Em São Bernardo do Campo (SP), lugar
onde se conheceram, no final de 1973 – casariam apenas sete meses depois, em
maio do ano seguinte –, o ex-presidente Luiz Inácio Lula da Silva despediu-se
na tarde de hoje (4) de sua mulher, Marisa Letícia, em um lotado salão do
Sindicato dos Metalúrgicos do ABC, palco de inúmeras assembleias. Agradeceu o
carinho recebido, chorou diversas vezes e também cobrou desculpas por parte de
quem a perseguiu com “leviandades”, usando o termo “facínoras”.
“Minha vida não seria um décimo do que é
se não fosse este sindicato. Aqui eu aprendi a falar, aqui eu perdi o medo do
microfone. Eu não esqueço os acontecimentos deste salão. Aqui eu conheci a
Marisa.”
“Aqui a Marisa sustentou a barra para
que eu me transformasse no que eu sou”, disse Lula, emocionado. “Ela
praticamente criou os filhos sozinha...”, acrescentou, interrompendo a fala.
“Na verdade, ela foi mãe, pai, filha, foi avó, foi tudo.”
A presidenta Dilma Rousseff,
governadores, ex-ministros, representantes de diversos partidos e de movimentos
sociais e muitos antigos companheiros de Lula estiveram desde cedo na sede do
sindicato. O velório foi aberto ao público às 10h, após um momento reservado
para a família. Até as 15h, aproximadamente, a fila vinha do térreo até o
terceiro andar do prédio. Lula permaneceu três horas em pé, ao lado do caixão,
até sair para uma área mais retirada, ao lado. A cerimônia terminou às 15h30.

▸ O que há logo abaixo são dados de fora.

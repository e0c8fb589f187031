//! End-to-end scenarios against the in-memory engine.

#![allow(clippy::expect_used, clippy::unwrap_used)]

use std::time::Duration;

use berth_core::testing::{ExecScript, FakeEngine};
use berth_sdk::{
    CallContext, ContainerBuilder, ContainerLifecycleManager, ContainerState, ExecRunner,
    HealthMonitor, HealthStatus, ImageBuildPipeline, ImageGc, PollOptions,
};

fn poll() -> PollOptions {
    PollOptions {
        interval: Duration::from_millis(1),
        max_attempts: 10,
    }
}

fn curl() -> Vec<String> {
    vec!["curl".into(), "-f".into(), "localhost".into()]
}

#[test]
fn web_container_full_lifecycle() {
    let engine = FakeEngine::with_chunk_size(5);
    let ctx = CallContext::background();
    let lifecycle = ContainerLifecycleManager::new(&engine);

    let config = ContainerBuilder::new("web")
        .image("nginx")
        .healthcheck(["curl", "-f", "localhost"], Duration::from_secs(1))
        .build()
        .expect("config");
    let id = lifecycle.create(&ctx, &config).expect("create");
    lifecycle.start(&ctx, &id).expect("start");
    assert_eq!(engine.container_state("web"), Some(ContainerState::Running));

    engine.script_health("web", &["starting", "starting", "healthy"]);
    let report = HealthMonitor::new(&engine).wait_until_healthy(&ctx, &id, &poll());
    assert_eq!(report.status, HealthStatus::Healthy);
    assert!(report.error.is_none());

    let page = "<html><body>Welcome to nginx!</body></html>\n";
    engine.script_exec(&["curl", "-f", "localhost"], ExecScript::new(page, "", 0));
    let body = ExecRunner::new(&engine)
        .exec(&ctx, &id, &curl())
        .expect("curl succeeds");
    assert_eq!(body, page);

    lifecycle.stop(&ctx, &id).expect("stop");
    assert_eq!(engine.container_state("web"), Some(ContainerState::Exited));
    lifecycle.purge(&ctx, &id).expect("purge after stop");
    assert_eq!(engine.container_state("web"), None);
    assert_eq!(engine.stream_drops(), 1);
}

#[test]
fn failing_probe_command_reports_exit_code() {
    let engine = FakeEngine::new();
    let ctx = CallContext::background();
    let lifecycle = ContainerLifecycleManager::new(&engine);
    let config = ContainerBuilder::new("web").image("nginx").build().expect("config");
    let id = lifecycle.run(&ctx, &config).expect("run");

    engine.script_exec(
        &["curl", "-f", "localhost"],
        ExecScript::new("", "curl: (7) Failed to connect to localhost port 80", 7),
    );
    let err = ExecRunner::new(&engine).exec(&ctx, &id, &curl()).unwrap_err();
    assert_eq!(err.exit_code(), Some(7));
    assert!(err.to_string().contains("Failed to connect"));

    lifecycle.purge(&ctx, &id).expect("purge without stop");
}

#[test]
fn build_then_delete_image_twice() {
    let engine = FakeEngine::new();
    let ctx = CallContext::background();
    let dir = tempfile::tempdir().expect("failed to create tempdir");
    std::fs::write(dir.path().join("Dockerfile"), "FROM nginx\nCOPY site /usr/share/nginx/html\n")
        .expect("write");
    std::fs::create_dir(dir.path().join("site")).expect("mkdir");
    std::fs::write(dir.path().join("site/index.html"), "hello").expect("write");

    engine.script_build(&[
        r#"{"stream":"Step 1/2 : FROM nginx\n"}"#,
        r#"{"stream":"Step 2/2 : COPY site /usr/share/nginx/html\n"}"#,
        r#"{"aux":{"ID":"sha256:5eed"}}"#,
        r#"{"stream":"Successfully tagged site:1\n"}"#,
    ]);
    let summary = ImageBuildPipeline::new(&engine)
        .build(&ctx, dir.path(), "site:1")
        .expect("build");
    assert_eq!(summary.tag, "site:1");
    assert!(engine.has_image("site:1"));

    let gc = ImageGc::new(&engine);
    assert!(gc.delete_image(&ctx, "site:1").into_result().expect("first delete"));
    assert!(!gc.delete_image(&ctx, "site:1").into_result().expect("second delete"));
}

#[test]
fn prune_on_clean_store_is_empty() {
    let engine = FakeEngine::new();
    let _ = engine.add_image(Some("nginx:latest"), 1024);
    let report = ImageGc::new(&engine)
        .prune_dangling_images(&CallContext::background())
        .expect("prune");
    assert_eq!(report.space_reclaimed, 0);
    assert!(report.images_deleted.is_empty());
}

#[test]
fn components_share_one_client_across_threads() {
    let engine = FakeEngine::new();
    let ctx = CallContext::background();

    std::thread::scope(|scope| {
        for name in ["api", "worker", "cache"] {
            let engine = &engine;
            let _ = scope.spawn(move || {
                let lifecycle = ContainerLifecycleManager::new(engine);
                let config = ContainerBuilder::new(name).image("alpine").build().expect("config");
                let id = lifecycle.run(&ctx, &config).expect("run");
                lifecycle.stop(&ctx, &id).expect("stop");
                lifecycle.purge(&ctx, &id).expect("purge");
            });
        }
    });

    assert!(ContainerLifecycleManager::new(&engine)
        .list(&ctx, true)
        .expect("list")
        .is_empty());
}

O corpo seria levado para o cemitério
Jardim da Colina, também em São Bernardo, para ser cremado, em cerimônia
reservada à família.
O discurso do ex-presidente não estava
previsto. Ele falou após as manifestações de dom Angélico Sândalo Bernardino –
que há dois dias administrou o sacramento dos enfermos –, do bispo da Diocese
de Santo André, dom Pedro Carlos Cipollini, e do padre Júlio Lancelotti, da
Pastoral do Povo de Rua. Foram evitados discursos políticos, mas dom Angélico
fez referências às reformas trabalhistas e da Previdência Social, para que não
sejam “contra os trabalhadores, contra os pobres”. E pediu a Lula que descanse
a partir de amanhã, “pois o Brasil vai precisar muito de você”.
“A Marisa Letícia está viva. Foi uma
guerreira na luta a favor da classe trabalhadora. Ela está dizendo ao povo para
continuar mobilizado na rua”, acrescentou o bispo, citando trechos do bíblico
Sermão da Montanha: “Bem-aventurados os que têm sede e fome de justiça, serão
saciados”. “Quem ama é imortal. Quem ama não morre jamais. Marisa sempre”,
exclamou padre Júlio. As milhares de pessoas rezaram o Pai-Nosso, depois de
gritos de “Lula, guerreiro do povo brasileiro”, “Marisa, guerreira da pátria brasileira”.
Lula lembrou de quando conheceu Marisa e
disse que o casamento é “o maior exercício de democracia” que existe,
acrescentando que eles nunca brigaram. “Ela certamente vai encontrar figuras
extraordinárias lá em cima”, afirmou, citando dona Regina, mãe da
ex-primeira-dama, usando o chamativo familiar “Regineta”.
Também enfatizou o papel político de
Marisa ao seu lado, como companheira e conselheira. “No fundo, ela era mais do
que uma ministra. Ela tinha muito mais importância que os ministros. Ela dizia
‘não esqueça nunca de onde você veio e para onde você vai voltar’”, lembrou.
E recordou de uma passagem no Palácio da
Alvorada, residência presidencial, quando a então primeira-dama começou a rir
sem parar. Ela explicou depois, ainda rindo, que provavelmente os funcionários
da cozinha nunca imaginariam que teriam um presidente da República e uma
primeira-dama pedindo para cozinhar “pé de frango”. Segundo ele, era uma
“galeguinha que parecia frágil, mas quando ficava brava botava medo”.
Olhando para a companheira, disse que
iria agradecer por toda a vida. Contou ter ele mesmo escolhido o vestido,
vermelho. “A gente não tinha medo de vermelho quando era vivo, não tem medo de
vermelho quando morre”, falou, sob aplausos. Também pôs a tradicional
estrelinha do PT no vestido: “Eu tenho orgulho”.
Dizendo esperar que os “facínoras”
tenham a humildade de pedir desculpas, repetiu ter a consciência tranquila e se
emocionou mais uma vez na despedida:
“Marisa, descanse em paz, que o seu
Lulinha paz e amor vai continuar para brigar por você...”.